All the stories history can tell
The northern coast of Spain was greener than we expected, its hills unexpectedly blanketed in gum trees and given the roading system you only get to lookdown at passing villages . Mind you we have done many exits, driven through towns and quickly returned to the motorway, Dipping down to the coast for our two-night stop, we found ourselves in the old port town of San Esteban. Restored cranes line the wharf beside the Nalon River, directly across from our hotel—the Gran Hotel Brillante. In a former life, this hotel played an integral role when San Esteban was one of Spain’s most important seaports.
Legend has it that The Brillante was not established as a business venture, but rather on a whim—to provide accommodation for the many tourists visiting the region, then nicknamed "Spanish Switzerland." The renovated hotel was stunning, blending historical details with a sense of smart sophistication. I especially loved the original black granite bar in the dining room and the elegant staircase. There are certainly many stories in the walls of this hotel.
The river mouth was within walking distance, and although we drove there, we did take the long walk along the impressive breakwater. The Atlantic crashes in here, offering beautiful views of the rugged coastline. From this point, you can also walk 2½ hours along the clifftops to Cudillero. Probably feasible since it took us nearly the same time to drive and finally find parking!
Cudillero reminded me of the tourist-heavy towns of Cinque Terre—a charming old fishing village now packed with seafood restaurants set shoulder-to-shoulder. We paused for an Aperol and wandered through the narrow, historic streets winding up the hillside, before enjoying a plate of grilled prawns and scallops.

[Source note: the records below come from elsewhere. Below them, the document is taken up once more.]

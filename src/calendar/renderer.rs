//! Draws the visible months into the scene

use chrono::NaiveDate;

use crate::calendar::palette::ColorRole;
use crate::calendar::scene::{FontWeight, LineNode, RectNode, Scene, Shape, TextNode};
use crate::services::grid;
use crate::services::layout_cache::MonthLayoutCache;
use crate::services::settings::LayoutMetrics;
use crate::services::virtual_range::{VirtualRangeResolver, VisibleRange};
use crate::types::{Bounds, Month, Point, Size};

/// Per-draw inputs that are not layout metrics
#[derive(Debug, Clone, Copy, PartialEq)]
pub struct DrawContext {
    pub viewport: Size,
    pub dark: bool,
    pub today: NaiveDate,
}

/// What one draw produced
#[derive(Debug, Clone, PartialEq)]
pub struct DrawOutcome {
    pub range: VisibleRange,
    /// First day of the month the header shows
    pub displayed_month: Option<NaiveDate>,
    /// Header text, e.g. `Mar, 2024`
    pub label: String,
    pub months_drawn: usize,
    pub days_drawn: usize,
}

/// Header text for a month
pub fn current_month_label(month: NaiveDate) -> String {
    month.format("%b, %Y").to_string()
}

#[derive(Debug, Clone, Copy)]
pub struct CanvasRenderer {
    metrics: LayoutMetrics,
    resolver: VirtualRangeResolver,
}

impl CanvasRenderer {
    pub fn new(metrics: LayoutMetrics) -> Self {
        Self {
            metrics,
            resolver: VirtualRangeResolver::from_metrics(&metrics),
        }
    }

    /// Clear the scene and rebuild it for `scroll_offset`
    pub fn draw(
        &self,
        scene: &mut Scene,
        cache: &mut MonthLayoutCache,
        scroll_offset: f64,
        ctx: &DrawContext,
    ) -> DrawOutcome {
        scene.destroy_children();
        let range = self.resolver.resolve(cache, scroll_offset, ctx.viewport.height);
        let m = &self.metrics;
        let day_width = grid::day_width(ctx.viewport.width, m.padding_x, m.day_gap_x, grid::DAYS_PER_WEEK);

        let mut months_drawn = 0;
        let mut days_drawn = 0;
        for placement in &range.placements {
            if !placement.intersects(ctx.viewport.height) {
                continue;
            }
            let Some(month) = cache.months().get(placement.index) else {
                continue;
            };
            days_drawn += self.draw_month(scene, month, placement.top, day_width, ctx);
            months_drawn += 1;
        }

        let displayed_month = cache
            .months()
            .get(range.displayed_index())
            .map(|month| month.first);
        let label = displayed_month.map(current_month_label).unwrap_or_default();

        scene.batch_draw();
        DrawOutcome {
            range,
            displayed_month,
            label,
            months_drawn,
            days_drawn,
        }
    }

    /// Emit one month block whose top edge sits at `top`; returns days drawn
    fn draw_month(
        &self,
        scene: &mut Scene,
        month: &Month,
        top: f64,
        day_width: f64,
        ctx: &DrawContext,
    ) -> usize {
        let m = &self.metrics;
        let width = ctx.viewport.width;
        let rows_top = top + m.month_label_height;

        // Label over the column of the first day
        let first_column = f64::from(grid::weekday_index(month.first));
        scene.add(Shape::Text(TextNode {
            center: Point::new(
                m.padding_x + first_column * (day_width + m.day_gap_x) + day_width / 2.0,
                top + m.month_label_padding_top + m.month_label_height / 2.0,
            ),
            text: month.first.format("%b").to_string(),
            font_size: m.month_font_size,
            weight: FontWeight::Bold,
            fill: ColorRole::MonthText.resolve(ctx.dark),
        }));

        let divider = ColorRole::Divider.resolve(ctx.dark);
        for week in grid::week_rows(month.first) {
            let x1 = if week.starts_week() {
                0.0
            } else {
                grid::day_x(week.first, m.padding_x, m.day_gap_x, day_width)
            };
            let x2 = if week.ends_week() {
                width
            } else {
                grid::day_x(week.last, m.padding_x, m.day_gap_x, day_width) + day_width
            };
            let y = grid::day_y(week.first, month.first, rows_top, m.day_height, m.day_gap_y)
                - m.day_gap_y / 2.0;
            scene.add(Shape::Line(LineNode {
                from: Point::new(x1, y),
                to: Point::new(x2, y),
                stroke: divider,
                width: m.divider_width,
            }));
        }

        let mut drawn = 0;
        for day in grid::month_days(month.first) {
            let y = grid::day_y(day, month.first, rows_top, m.day_height, m.day_gap_y);
            if y + m.day_height < 0.0 || y > ctx.viewport.height {
                continue;
            }
            let x = grid::day_x(day, m.padding_x, m.day_gap_x, day_width);
            let is_today = day == ctx.today;

            scene.add_interactive(
                Shape::Rect(RectNode {
                    bounds: Bounds::new(
                        x + day_width / 2.0 - m.day_height / 2.0,
                        y,
                        m.day_height,
                        m.day_height,
                    ),
                    corner_radius: m.day_height / 2.0,
                    fill: is_today.then(|| ColorRole::DayActiveBg.resolve(ctx.dark)),
                }),
                day,
            );

            let (weight, role) = if is_today {
                (FontWeight::Bold, ColorRole::DayActiveText)
            } else {
                (FontWeight::Normal, ColorRole::DayText)
            };
            scene.add(Shape::Text(TextNode {
                center: Point::new(x + day_width / 2.0, y + m.day_height / 2.0),
                text: day.format("%-d").to_string(),
                font_size: m.day_font_size,
                weight,
                fill: role.resolve(ctx.dark),
            }));
            drawn += 1;
        }
        drawn
    }
}
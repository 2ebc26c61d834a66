use thiserror::Error;

/// calscroll error types
#[derive(Error, Debug)]
pub enum CalendarError {
    /// Initial date could not be interpreted
    #[error("invalid date: {0}")]
    InvalidDate(String),

    /// Settings file is inconsistent or out of range
    #[error("config error: {0}")]
    Config(String),

    /// File I/O error
    #[error("io error: {0}")]
    Io(#[from] std::io::Error),

    /// Settings file is not valid JSON
    #[error("json error: {0}")]
    Json(#[from] serde_json::Error),
}

/// Result type alias for calscroll
pub type Result<T> = std::result::Result<T, CalendarError>;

Next stop: Santiago de Compostela, with a planned lunch break in Ferrol. Well, it was raining—and our only impression was that the town lived up to its name. In the end, it didn’t really matter that we skipped lunch, considering the fabulous food and wine we'd been enjoying.
Santiago de Compostela is famous as the endpoint of the Camino de Santiago pilgrimage. Our hotel was within walking distance of the town center, through a leafy wooded park. We tucked the car away in one of those vast underground carparks that seem to sprawl beneath every city. The hotel redefined the word "simple." Though the rooms were small, the tranquil courtyard, lovely lawn with sun loungers, and a petite swimming pool made it a perfect spot to relax with a vermouth at day’s end.
Unbeknownst to us, we had arrived during the festivities honouring Saint James the Apostle. The Camino de Santiago is a network of pilgrimage routes leading to his crypt in the town’s magnificent cathedral—where tradition holds that his remains are buried. As a result, the city was buzzing with thousands of pilgrims arriving over the two days we stayed. Many had scallop shells hanging from their packs—the symbol of the Camino. Concerts were on each night and we had a wonderful two houris watching the Philarmonic Orchestra of Calicai practise during the day.
Restaurants here don’t open until 8 p.m., but we found a wonderful little tapas bar called Nomad, run by two former Michelin restaurant chefs. It was another example of simplicity elevated to perfection, in both food and wine.
On our second morning, we drove 30 minutes into the countryside to visit a garden featured in Monty Don’s book. The Gardens of Pazo de Oca have belonged to aristocratic families for centuries, with influences from English and French garden design. Now open to the public, they were nearly empty when we visited. The gardens are divided into enclosures and feature fascinating uses of water: old irrigation canals, ponds, and fountains are everywhere. The garden is renowned for its hundreds of standard camellias, planted like an orchard or trimmed into hedges. Stone is used throughout—massive walls, paths, and borders—and box hedges frame everything from formal gardens to the kitchen potager. . Billowing hydrangeas created a sea of blue, and the grounds were dotted with what appeared to be Delft-style urns.
We’re still laughing about the local lunch suggested by the garden guide: €14 for three courses, including a jug of wine, bread, and coffee. Far too much food, and very basic, although the roasted chillies were amazing —but clearly a local favourite, packed with regulars.
The siesta has become a welcome part of our daily rhythm, especially helpful as we’ve been enduring persistent colds. Our last night in Santiago was a highlight: part of the festival which included fireworks at 11:30 p.m. With locals crowding every viewpoint, three separate fireworks displays launched across different parts of the city—impressive, and clearly a beloved tradition. With the hefty carpark fees finally paid, we left Santiago de Compostela to carry on its festivities, heading into the countryside once more. We passed coastal towns en route to our next adventure: exploring Portugal for the first time, starting with two nights in Porto.